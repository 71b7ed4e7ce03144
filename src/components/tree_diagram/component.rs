use std::cell::RefCell;
use std::rc::Rc;

use leptos::prelude::*;
use log::error;

use super::state::TreeDiagramState;
use crate::components::canvas::{
	FrameLoop, PointerHandlers, SharedView, bind_view_keys, command_runner, container_style,
	context_2d, inline_width, set_canvas_size,
};
use crate::components::render::render;
use crate::components::scene::palette;
use crate::components::viewport::ViewCommand;
use crate::config::TreeConfig;
use crate::policy::{PolicyDocument, build_tree_model};

const LEGEND: [(&str, &str); 4] = [
	(palette::ALLOW, "Allow Statement"),
	(palette::DENY, "Deny Statement"),
	(palette::ACTION, "Actions"),
	(palette::RESOURCE, "Resources"),
];

/// Collapsible statement hierarchy. Click a branch to expand or collapse it.
#[component]
pub fn PolicyTreeCanvas(
	/// Policy to draw. A new document animates on from the current tree.
	#[prop(into)]
	document: Signal<PolicyDocument>,
	/// Spacing, animation and sizing tunables.
	#[prop(optional)]
	config: TreeConfig,
) -> impl IntoView {
	let canvas_ref = NodeRef::<leptos::html::Canvas>::new();
	let state: SharedView<TreeDiagramState> = Rc::new(RefCell::new(None));
	let padding = config.viewport.fullscreen_padding;
	let frames = FrameLoop::new();
	let (fullscreen, set_fullscreen) = signal(false);
	let (is_empty, set_is_empty) = signal(true);

	let (state_doc, frames_doc) = (state.clone(), frames.clone());
	Effect::new(move |_| {
		let doc = document.get();
		let Some(canvas) = canvas_ref.get() else {
			return;
		};
		let ctx = match context_2d(&canvas) {
			Ok(ctx) => ctx,
			Err(err) => {
				error!("tree view: {err}");
				return;
			}
		};

		// the old loop ends before the new state is built from the old one
		frames_doc.stop();
		let previous = state_doc.borrow_mut().take();

		let model = build_tree_model(&doc);
		set_is_empty.set(model.is_empty());
		let (w, h) = (inline_width(&canvas, config.min_width), config.inline_height);
		set_canvas_size(&canvas, w, h);
		let next = match &previous {
			Some(previous) => TreeDiagramState::rebuild(previous, &model, w, h, &config),
			None => TreeDiagramState::new(&model, w, h, &config),
		};
		*state_doc.borrow_mut() = Some(next);
		set_fullscreen.set(false);

		let state_frame = state_doc.clone();
		frames_doc.start(canvas, move |dt_ms| {
			if let Some(ref mut s) = *state_frame.borrow_mut() {
				s.tick(dt_ms);
				let (w, h) = s.viewport.size();
				render(&ctx, &s.scene(), &s.viewport.transform(), w, h);
			}
		});
	});

	let run = command_runner(state.clone(), canvas_ref, set_fullscreen);
	bind_view_keys(state.clone(), canvas_ref, set_fullscreen);
	let pointer = PointerHandlers::new(state.clone(), canvas_ref);

	let button = move |label: &'static str, title: &'static str, command: ViewCommand| {
		let run = run.clone();
		view! {
			<button class="view-button" title=title on:click=move |_| run(command)>
				{label}
			</button>
		}
	};

	view! {
		<div
			class="policy-tree"
			style=move || container_style(fullscreen.get(), padding)
		>
			<div class="view-header">
				<h3>"Policy Structure Tree"</h3>
				<p class="subtitle">
					{move || {
						if is_empty.get() {
							"No policy data available"
						} else {
							"Click nodes to expand or collapse. Hover for details."
						}
					}}
				</p>
				<div class="view-toolbar">
					{button("Expand all", "Expand every branch (e)", ViewCommand::ExpandAll)}
					{button("Collapse all", "Collapse every branch (c)", ViewCommand::CollapseAll)}
					{button("+", "Zoom in", ViewCommand::ZoomIn)}
					{button("-", "Zoom out", ViewCommand::ZoomOut)}
					{button("Reset", "Reset zoom", ViewCommand::ResetZoom)}
					{button("Fit", "Fit to content", ViewCommand::FitToContent)}
					{button("Fullscreen", "Toggle fullscreen (Esc to exit)", ViewCommand::ToggleFullscreen)}
				</div>
			</div>
			<canvas
				node_ref=canvas_ref
				class="policy-tree-canvas"
				on:mousedown=pointer.down()
				on:mousemove=pointer.moved()
				on:mouseup=pointer.up()
				on:mouseleave=pointer.leave()
				on:wheel=pointer.wheel()
				style="display: block; cursor: pointer;"
			/>
			<div class="view-legend">
				{LEGEND
					.into_iter()
					.map(|(color, label)| {
						view! {
							<span class="legend-item">
								<span
									class="legend-swatch"
									style=format!(
										"display: inline-block; width: 10px; height: 10px; border-radius: 50%; background: {color};",
									)
								/>
								{label}
							</span>
						}
					})
					.collect_view()}
			</div>
		</div>
	}
}
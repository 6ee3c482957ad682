//! Per-pair extension bookkeeping applied once per DP row.
//!
//! The scalar aligner and every vector lane feed the same row summary through
//! [`ExtensionTracker::finish_row`], so best-score updates, global-score ties
//! and z-drop termination are decided by one piece of code.

use super::scoring::ScoringParameters;
use super::types::OutScore;

/// What a row contributed, as seen by one pair.
#[derive(Debug, Clone, Copy, PartialEq, Eq)]
pub struct RowSummary {
    pub row: i32,
    /// Column index the row's sweep finished on (`end` for a non-empty band,
    /// `beg` otherwise)
    pub last_col: i32,
    /// H value left in the carry after the sweep
    pub h_last: i32,
    /// Best H in the row (0 when the band is empty)
    pub row_max: i32,
    /// Latest column attaining `row_max`
    pub row_max_col: i32,
}

#[derive(Debug, Clone, Copy, PartialEq, Eq)]
pub enum RowVerdict {
    Continue,
    Stop,
}

#[derive(Debug, Clone, Copy, PartialEq, Eq)]
pub struct ExtensionTracker {
    max: i32,
    max_i: i32,
    max_j: i32,
    max_ie: i32,
    gscore: i32,
    max_off: i32,
    rows: i32,
}

impl ExtensionTracker {
    pub fn new(h0: i32) -> Self {
        ExtensionTracker {
            max: h0,
            max_i: -1,
            max_j: -1,
            max_ie: -1,
            gscore: -1,
            max_off: 0,
            rows: 0,
        }
    }

    #[inline]
    pub fn finish_row(&mut self, s: RowSummary, qlen: i32, params: &ScoringParameters) -> RowVerdict {
        self.rows = s.row + 1;

        if s.last_col == qlen && self.gscore <= s.h_last {
            self.max_ie = s.row;
            self.gscore = s.h_last;
        }

        if s.row_max == 0 {
            return RowVerdict::Stop;
        }

        if s.row_max > self.max {
            self.max = s.row_max;
            self.max_i = s.row;
            self.max_j = s.row_max_col;
            self.max_off = self.max_off.max((s.row_max_col - s.row).abs());
        } else if params.zdrop() > 0 && self.zdrop_exceeded(s, params) {
            return RowVerdict::Stop;
        }

        RowVerdict::Continue
    }

    #[inline(always)]
    fn zdrop_exceeded(&self, s: RowSummary, params: &ScoringParameters) -> bool {
        let di = s.row - self.max_i;
        let dj = s.row_max_col - self.max_j;
        let gap = if di > dj {
            (di - dj) * params.e_del()
        } else {
            (dj - di) * params.e_ins()
        };
        self.max - s.row_max - gap > params.zdrop()
    }

    /// Rows evaluated so far.
    pub fn rows(&self) -> i32 {
        self.rows
    }

    pub fn best(&self) -> i32 {
        self.max
    }

    pub fn out_score(&self) -> OutScore {
        OutScore {
            score: self.max,
            target_end_pos: self.max_i + 1,
            gtarget_end_pos: self.max_ie + 1,
            query_end_pos: self.max_j + 1,
            global_score: self.gscore,
            max_offset: self.max_off,
        }
    }
}
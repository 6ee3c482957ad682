//! Batch preprocessing for the vector kernels.
//!
//! Pairs are padded to a whole number of lane groups, optionally counting
//! sorted by query length and then transposed group by group into lane-major
//! buffers (`LaneBatch`).

use super::precision::{ScoreElem, fits};
use super::scoring::{ScoringParameters, base_code};
use super::types::SeqPair;
use crate::core::alignment::shared_types::LaneMatrix;
use crate::error::{BswError, Result};

/// One lane group in lane-major form plus its per-lane parameters.
///
/// Reference rows `0..max_tlen` and query rows `0..max_qlen + 2` are stored;
/// the two extra query rows are read (and discarded) by the sweep just past
/// the longest query. Positions past a lane's own length hold code 0.
#[derive(Debug, Default)]
pub struct LaneBatch<T> {
    pub ref_soa: LaneMatrix<T>,
    pub query_soa: LaneMatrix<T>,
    pub qlen: Vec<i32>,
    pub tlen: Vec<i32>,
    pub h0: Vec<i32>,
    /// Band half-width after the reach bounds
    pub band: Vec<i32>,
    lanes: usize,
    max_qlen: usize,
    max_tlen: usize,
}

impl<T: Copy + Default> LaneBatch<T> {
    pub fn with_capacity(seq_len: usize, lanes: usize) -> Self {
        LaneBatch {
            ref_soa: LaneMatrix::with_capacity(seq_len, lanes),
            query_soa: LaneMatrix::with_capacity(seq_len + 2, lanes),
            qlen: Vec::with_capacity(lanes),
            tlen: Vec::with_capacity(lanes),
            h0: Vec::with_capacity(lanes),
            band: Vec::with_capacity(lanes),
            lanes: 0,
            max_qlen: 0,
            max_tlen: 0,
        }
    }

    #[inline]
    pub fn lanes(&self) -> usize {
        self.lanes
    }

    #[inline]
    pub fn max_qlen(&self) -> usize {
        self.max_qlen
    }

    #[inline]
    pub fn max_tlen(&self) -> usize {
        self.max_tlen
    }
}

impl<T: ScoreElem> LaneBatch<T> {
    /// Transposes up to `lanes` pairs into this batch.
    ///
    /// Missing lanes become empty pairs. A pair that does not fit `T` or
    /// whose range leaves its buffer is rejected, never truncated.
    pub fn load(
        &mut self,
        pairs: &[SeqPair],
        lanes: usize,
        ref_buf: &[u8],
        query_buf: &[u8],
        params: &ScoringParameters,
        w: i32,
    ) -> Result<()> {
        for (index, p) in pairs.iter().enumerate() {
            if !fits::<T>(params, p.query_len, p.ref_len, p.h0) {
                return Err(BswError::PrecisionOverflow {
                    index,
                    qlen: p.query_len,
                    tlen: p.ref_len,
                    h0: p.h0,
                    precision: T::PRECISION,
                });
            }
            pair_slice(ref_buf, p.ref_offset, p.ref_len, index, "reference")?;
            pair_slice(query_buf, p.query_offset, p.query_len, index, "query")?;
        }
        self.load_validated(pairs, lanes, ref_buf, query_buf, params, w);
        Ok(())
    }

    /// [`LaneBatch::load`] for pairs already checked with [`pair_slice`] and
    /// [`fits`].
    pub(crate) fn load_validated(
        &mut self,
        pairs: &[SeqPair],
        lanes: usize,
        ref_buf: &[u8],
        query_buf: &[u8],
        params: &ScoringParameters,
        w: i32,
    ) {
        debug_assert!(pairs.len() <= lanes, "{} pairs for {lanes} lanes", pairs.len());

        let mut max_q = 0usize;
        let mut max_t = 0usize;
        for p in pairs {
            debug_assert!(fits::<T>(params, p.query_len, p.ref_len, p.h0), "{p:?} does not fit {}", T::PRECISION);
            max_q = max_q.max(p.query_len as usize);
            max_t = max_t.max(p.ref_len as usize);
        }

        self.lanes = lanes;
        self.max_qlen = max_q;
        self.max_tlen = max_t;
        self.ref_soa.reshape(max_t, lanes);
        self.query_soa.reshape(max_q + 2, lanes);
        self.qlen.clear();
        self.tlen.clear();
        self.h0.clear();
        self.band.clear();

        for (lane, p) in pairs.iter().enumerate() {
            let target = &ref_buf[p.ref_offset..p.ref_offset + p.ref_len as usize];
            let query = &query_buf[p.query_offset..p.query_offset + p.query_len as usize];
            for (k, &b) in target.iter().enumerate() {
                self.ref_soa.set(k, lane, T::from_i32(base_code(b) as i32));
            }
            for (k, &b) in query.iter().enumerate() {
                self.query_soa.set(k, lane, T::from_i32(base_code(b) as i32));
            }
            self.qlen.push(p.query_len);
            self.tlen.push(p.ref_len);
            self.h0.push(p.h0);
            self.band.push(params.effective_band(p.query_len, w));
        }
        for _ in pairs.len()..lanes {
            self.qlen.push(0);
            self.tlen.push(0);
            self.h0.push(0);
            self.band.push(0);
        }
    }
}

/// Byte range of one sequence of a pair, checked against its buffer.
pub fn pair_slice<'a>(
    buf: &'a [u8],
    offset: usize,
    len: i32,
    index: usize,
    which: &'static str,
) -> Result<&'a [u8]> {
    usize::try_from(len)
        .ok()
        .and_then(|n| offset.checked_add(n))
        .and_then(|end| buf.get(offset..end))
        .ok_or(BswError::SequenceOutOfBounds {
            index,
            which,
            offset,
            len,
            buffer_len: buf.len(),
        })
}

/// Pads a working pair array to a multiple of `lanes` with empty pairs.
///
/// Padding entries carry the next positional ids, so a later restore by id
/// leaves them at the tail.
pub fn pad_pairs(pairs: &mut Vec<SeqPair>, lanes: usize) {
    let target = pairs.len().div_ceil(lanes) * lanes;
    while pairs.len() < target {
        let id = pairs.len();
        pairs.push(SeqPair::default().with_id(id));
    }
}

/// Stable counting sort of a block by query length (bwa-mem2 sortPairsLen).
///
/// `tmp` and `hist` are caller-owned scratch so the sort does not allocate
/// once they have grown to the block size.
pub fn sort_pairs_len(pairs: &mut [SeqPair], tmp: &mut Vec<SeqPair>, hist: &mut Vec<u32>) {
    if pairs.len() < 2 {
        return;
    }
    let max_len = pairs.iter().map(|p| p.query_len.max(0) as usize).max().unwrap_or(0);

    hist.clear();
    hist.resize(max_len + 1, 0);
    for p in pairs.iter() {
        hist[p.query_len.max(0) as usize] += 1;
    }
    let mut start = 0u32;
    for h in hist.iter_mut() {
        let count = *h;
        *h = start;
        start += count;
    }

    tmp.clear();
    tmp.resize(pairs.len(), SeqPair::default());
    for p in pairs.iter() {
        let slot = &mut hist[p.query_len.max(0) as usize];
        tmp[*slot as usize] = *p;
        *slot += 1;
    }
    pairs.copy_from_slice(tmp);
}

/// Emits a kernel entry point for one engine and lane count.
///
/// The `target_feature` arm compiles the generic kernel with that ISA enabled;
/// callers must check the feature at runtime before calling the result.
#[macro_export]
macro_rules! generate_swa_entry {
    (
        name = $name:ident,
        width = $W:expr,
        engine = $E:ty,
        elem = $T:ty,
        cfg = $cfg:meta,
        target_feature = $tf:literal,
    ) => {
        #[$cfg]
        #[target_feature(enable = $tf)]
        pub unsafe fn $name(
            batch: &$crate::core::alignment::banded_swa::shared::LaneBatch<$T>,
            params: &$crate::core::alignment::banded_swa::scoring::ScoringParameters,
            dp: &mut $crate::core::alignment::shared_types::DpRows<$T>,
        ) -> Vec<$crate::core::alignment::banded_swa::types::LaneOutcome> {
            unsafe { $crate::core::alignment::banded_swa::kernel::sw_kernel::<{ $W }, $E>(batch, params, dp) }
        }
    };
    (
        name = $name:ident,
        width = $W:expr,
        engine = $E:ty,
        elem = $T:ty,
        cfg = $cfg:meta,
    ) => {
        #[$cfg]
        pub unsafe fn $name(
            batch: &$crate::core::alignment::banded_swa::shared::LaneBatch<$T>,
            params: &$crate::core::alignment::banded_swa::scoring::ScoringParameters,
            dp: &mut $crate::core::alignment::shared_types::DpRows<$T>,
        ) -> Vec<$crate::core::alignment::banded_swa::types::LaneOutcome> {
            unsafe { $crate::core::alignment::banded_swa::kernel::sw_kernel::<{ $W }, $E>(batch, params, dp) }
        }
    };
}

+++

## THE TASK
Reproduce verbatim the lines above, from the line with "self.ref_soa.reshape(max_t, lanes);" through the line with "the block size.".

## SOLUTION
        self.ref_soa.reshape(max_t, lanes);
        self.query_soa.reshape(max_q + 2, lanes);
        self.qlen.clear();
        self.tlen.clear();
        self.h0.clear();
        self.band.clear();

        for (lane, p) in pairs.iter().enumerate() {
            let target = &ref_buf[p.ref_offset..p.ref_offset + p.ref_len as usize];
            let query = &query_buf[p.query_offset..p.query_offset + p.query_len as usize];
            for (k, &b) in target.iter().enumerate() {
                self.ref_soa.set(k, lane, T::from_i32(base_code(b) as i32));
            }
            for (k, &b) in query.iter().enumerate() {
                self.query_soa.set(k, lane, T::from_i32(base_code(b) as i32));
            }
            self.qlen.push(p.query_len);
            self.tlen.push(p.ref_len);
            self.h0.push(p.h0);
            self.band.push(params.effective_band(p.query_len, w));
        }
        for _ in pairs.len()..lanes {
            self.qlen.push(0);
            self.tlen.push(0);
            self.h0.push(0);
            self.band.push(0);
        }
    }
}

/// Byte range of one sequence of a pair, checked against its buffer.
pub fn pair_slice<'a>(
    buf: &'a [u8],
    offset: usize,
    len: i32,
    index: usize,
    which: &'static str,
) -> Result<&'a [u8]> {
    usize::try_from(len)
        .ok()
        .and_then(|n| offset.checked_add(n))
        .and_then(|end| buf.get(offset..end))
        .ok_or(BswError::SequenceOutOfBounds {
            index,
            which,
            offset,
            len,
            buffer_len: buf.len(),
        })
}

/// Pads a working pair array to a multiple of `lanes` with empty pairs.
///
/// Padding entries carry the next positional ids, so a later restore by id
/// leaves them at the tail.
pub fn pad_pairs(pairs: &mut Vec<SeqPair>, lanes: usize) {
    let target = pairs.len().div_ceil(lanes) * lanes;
    while pairs.len() < target {
        let id = pairs.len();
        pairs.push(SeqPair::default().with_id(id));
    }
}

/// Stable counting sort of a block by query length (bwa-mem2 sortPairsLen).
///
/// `tmp` and `hist` are caller-owned scratch so the sort does not allocate
/// once they have grown to the block size.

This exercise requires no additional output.